Anciënniteitspremie – 25 of 35 jaar dienst

Wanneer een werknemer tijdens de loopbaan bij een werkgever de kaap van 25 jaar of 35 jaar dienst bereikt, kan de werkgever ervoor kiezen een anciënniteitspremie toe te kennen die vrijgesteld is van sociale zekerheidsbijdrage en belastingen. Hierbij dient de werkgever bepaalde maximumbedragen en formaliteiten in acht te nemen. Zo mag het maximale bedrag niet hoger zijn dan éénmaal het brutobedrag van de maandwedde bij 25 jaar anciënniteit en tweemaal het brutobedrag van de maandwedde bij 35 jaar anciënniteit. Logischerwijs kan de premie per werknemer maximum tweemaal worden toegekend.  

Indien de premie het bedrag zou overschrijden zal er voor het gedeelte boven het maximumbedrag wel sociale zekerheidsbijdrage en belastingen verschuldigd zijn. Daarnaast kan de werkgever er ook voor kiezen om het voordeel te bepalen in functie van het gemiddelde brutobedrag van een maandloon binnen de onderneming. Dit kan vastgesteld worden door per kalenderjaar het gemiddelde bedrag vast te stellen in verhouding tussen de uitbetaalde lonen en het aantal voltijds equivalenten tijdens het voorgaande kalenderjaar. 

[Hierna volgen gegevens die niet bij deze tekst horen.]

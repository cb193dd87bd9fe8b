use leptos::prelude::*;
use leptos_meta::*;
use leptos_router::{
    components::{Route, Router, Routes},
    path,
};

use crate::components::{Footer, Nav};
use crate::pages::*;

#[component]
pub fn App() -> impl IntoView {
    provide_meta_context();

    view! {
        <Stylesheet id="leptos" href="/pkg/deltaflow.css"/>
        <Title text="DeltaFlow - Synchronizing Intelligence with Business"/>
        <Meta name="description" content="Custom AI development agency building intelligent solutions for forward-thinking companies"/>

        <Router>
            <Nav/>
            <main>
                <Routes fallback=|| view! { <h1>"404 - Page Not Found"</h1> }>
                    <Route path=path!("/") view=HomePage/>
                    <Route path=path!("/services") view=ServicesPage/>
                    <Route path=path!("/services/:slug") view=ServiceDetailPage/>
                    <Route path=path!("/work") view=WorkPage/>
                    <Route path=path!("/about") view=AboutPage/>
                    <Route path=path!("/contact") view=ContactPage/>
                    <Route path=path!("/terms") view=TermsPage/>
                    <Route path=path!("/privacy") view=PrivacyPage/>
                </Routes>
            </main>
            <Footer/>
        </Router>
    }
}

De werkgever kan maar één berekeningswijze toepassen tijdens een kalenderjaar. Als hij beide zou toepassen zullen alle toegekende premies beschouwd worden als loon. Ze zullen hierbij belast worden als voordeel alle aard in hoofde van de begunstigde, hierbij zullen ze ook aftrekbaar zijn in hoofde van de werkgever als beroepskost. Dit geldt niet voor de vrijgestelde premie, gezien deze niet belast worden bij de begunstigde zijn deze niet aftrekbaar als beroepskost.